At a matchmaking corner in Guangzhou’s Tianhe Park, 65-year-old Zhang Damao is still unable to find a suitable partner after meeting numerous potential dates over the past year.
“I guess neither of us caught the other’s eye. Either she’d think I’m not good enough, or I’d think we’re not a good match,” Zhang let out a self-deprecating laugh, but did not seem too disappointed.
Zhang works in the traditional Chinese medicine industry and refers to himself as “Physician Mao”. He divorced his wife 20 years ago because their “personalities clashed” and has since remained single. Last year, he moved from Beijing to Guangzhou and decided to permanently reside in this southern city. Soon after, he solemnly hung up a poster with his personal information at the matchmaking corner, hoping to find a 60-year-old down-to-earth lady to settle down with.
This matchmaking corner in Tianhe Park is a popular public matchmaking spot in Guangzhou. Every weekend, people from all walks of life would crowd the area. While most of them gather there in search of a mate for their children, some, like Zhang, are there to post their own particulars on posters hung up in rows at the matchmaking corner.
In his personal introduction, Zhang openly states that he has no house, car or savings. However, he is mild-tempered, loves to cook, has good medical skills, and can take care of his partner’s health. Peppered with exclamation marks, his blurb tellls would-be partners that he can guarantee them a healthy and fulfilling life.

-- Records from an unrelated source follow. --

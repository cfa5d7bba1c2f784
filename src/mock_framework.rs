//! # Mock Framework
//!
//! Utilities for testing clients and the shell in isolation.
//!
//! Use [`create_mock_client`] to get a client, the receiver its requests land
//! on, and the sender for the views it observes. Then use helpers like
//! [`expect_add`] or [`expect_remove`] to assert behavior.

use std::sync::{Arc, Mutex};

use tokio::sync::{mpsc, oneshot, watch};

use crate::book_actor::BookRequest;
use crate::clients::BookClient;
use crate::contact_book::AddOutcome;
use crate::domain::{Contact, ContactCreate, ContactId, ContactView};
use crate::notify::{Notice, Notifier};

/// Creates a mock client wired to channels the test controls.
///
/// Requests sent by the client arrive on the returned receiver, and views
/// published through the returned sender are what the client's subscribers see.
pub fn create_mock_client(
    buffer_size: usize,
) -> (BookClient, mpsc::Receiver<BookRequest>, watch::Sender<ContactView>) {
    let (sender, receiver) = mpsc::channel(buffer_size);
    let (views, view_receiver) = watch::channel(ContactView::default());
    (BookClient::new(sender, view_receiver), receiver, views)
}

/// Helper to verify that the next message is an Add request
pub async fn expect_add(
    receiver: &mut mpsc::Receiver<BookRequest>,
) -> Option<(ContactCreate, oneshot::Sender<AddOutcome>)> {
    match receiver.recv().await {
        Some(BookRequest::Add { payload, respond_to }) => Some((payload, respond_to)),
        _ => None,
    }
}

/// Helper to verify that the next message is a Remove request
pub async fn expect_remove(
    receiver: &mut mpsc::Receiver<BookRequest>,
) -> Option<(ContactId, oneshot::Sender<()>)> {
    match receiver.recv().await {
        Some(BookRequest::Remove { id, respond_to }) => Some((id, respond_to)),
        _ => None,
    }
}

/// Helper to verify that the next message is a SetFilter request
pub async fn expect_set_filter(
    receiver: &mut mpsc::Receiver<BookRequest>,
) -> Option<(String, oneshot::Sender<()>)> {
    match receiver.recv().await {
        Some(BookRequest::SetFilter { text, respond_to }) => Some((text, respond_to)),
        _ => None,
    }
}

/// Helper to verify that the next message is a VisibleContacts request
pub async fn expect_visible_contacts(
    receiver: &mut mpsc::Receiver<BookRequest>,
) -> Option<oneshot::Sender<Vec<Contact>>> {
    match receiver.recv().await {
        Some(BookRequest::VisibleContacts { respond_to }) => Some(respond_to),
        _ => None,
    }
}

/// Deterministic ids: `contact_1`, `contact_2`, ...
pub fn counter_ids() -> impl FnMut() -> ContactId + Send + 'static {
    let mut next = 0u64;
    move || {
        next += 1;
        ContactId::new(format!("contact_{next}"))
    }
}

/// Collects notices in memory so tests can assert on them.
#[derive(Debug, Clone, Default)]
pub struct RecordingNotifier {
    notices: Arc<Mutex<Vec<Notice>>>,
}

impl RecordingNotifier {
    pub fn new() -> Self {
        Self::default()
    }

    pub fn notices(&self) -> Vec<Notice> {
        self.notices.lock().unwrap().clone()
    }
}

impl Notifier for RecordingNotifier {
    fn notify(&self, notice: Notice) {
        self.notices.lock().unwrap().push(notice);
    }
}

#[cfg(test)]
mod tests {
    use super::*;

    #[tokio::test]
    async fn test_mock_client() {
        let (client, mut receiver, _views) = create_mock_client(10);

        let add_task = tokio::spawn(async move {
            client.add(ContactCreate::new("Test", "555-0100")).await
        });

        let (payload, responder) = expect_add(&mut receiver).await.expect("Expected Add request");
        assert_eq!(payload.name, "Test");
        assert_eq!(payload.number, "555-0100");
        responder.send(AddOutcome::Added(ContactId::new("contact_1"))).unwrap();

        let result = add_task.await.unwrap();
        assert_eq!(result, Ok(AddOutcome::Added(ContactId::new("contact_1"))));
    }

    #[tokio::test]
    async fn test_mock_views_reach_subscribers() {
        let (client, _receiver, views) = create_mock_client(1);
        let mut subscription = client.subscribe();

        views.send_replace(ContactView {
            filter: "an".to_string(),
            visible: Vec::new(),
            total: 3,
        });

        assert!(subscription.has_changed().unwrap());
        assert_eq!(subscription.borrow_and_update().total, 3);
    }

    #[test]
    fn test_counter_ids_are_sequential() {
        let mut next = counter_ids();
        assert_eq!(next(), ContactId::new("contact_1"));
        assert_eq!(next(), ContactId::new("contact_2"));
    }
}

...after most of his dates confirmed his financial status, they quickly and “materialistically” ended contact.
But his honesty about his financial situation often invites suspicion. “I met a lady yesterday and she kept asking if I was telling the truth,” Zhang lamented. He later found her too dull and did not bother contacting her again.
“She kept her guard up the whole time,” he said.
Material factors more important when the elderly seek a partner
Being direct and free of pretence may be the characteristics of middle-aged and elderly people like Zhang when it comes to finding a partner. They do not like to beat about the bush or waste time. Hence, after most of his dates confirmed his financial status, they quickly and “materialistically” ended contact.
Looking somewhat defeated, Zhang said, “Material factors are more important when the elderly find a partner.”
Over the years, he has taken part in numerous matchmaking events, even travelling to Beijing for a matchmaking TV programme. He said that over 90% of the women he has dated enquired if he had a house and a car. He sighed, “Those who don’t talk about money are one in a million.”
While he seems to understand their financial criteria, he is also baffled. He asked, “Some of them already own a few properties and yet they still demand that the guy must own a property himself. Why do they need so many properties?”
But at the same time, when he talks about what he looks for in an ideal partner, he also hopes that his partner would be independent and not be overly reliant on him because “if she doesn’t lack money, she won’t covet mine”.
67-year-old retiree Mr Zhao, who also put up his personal information at the matchmaking corner, agrees that it is difficult for the middle-aged and elderly to find a partner. Zhao has a better financial situation and claims to own two properties, not to mention a generous pension. Over the past few months, he has met a few potential dates at the park, but none of his dates turned into a relationship.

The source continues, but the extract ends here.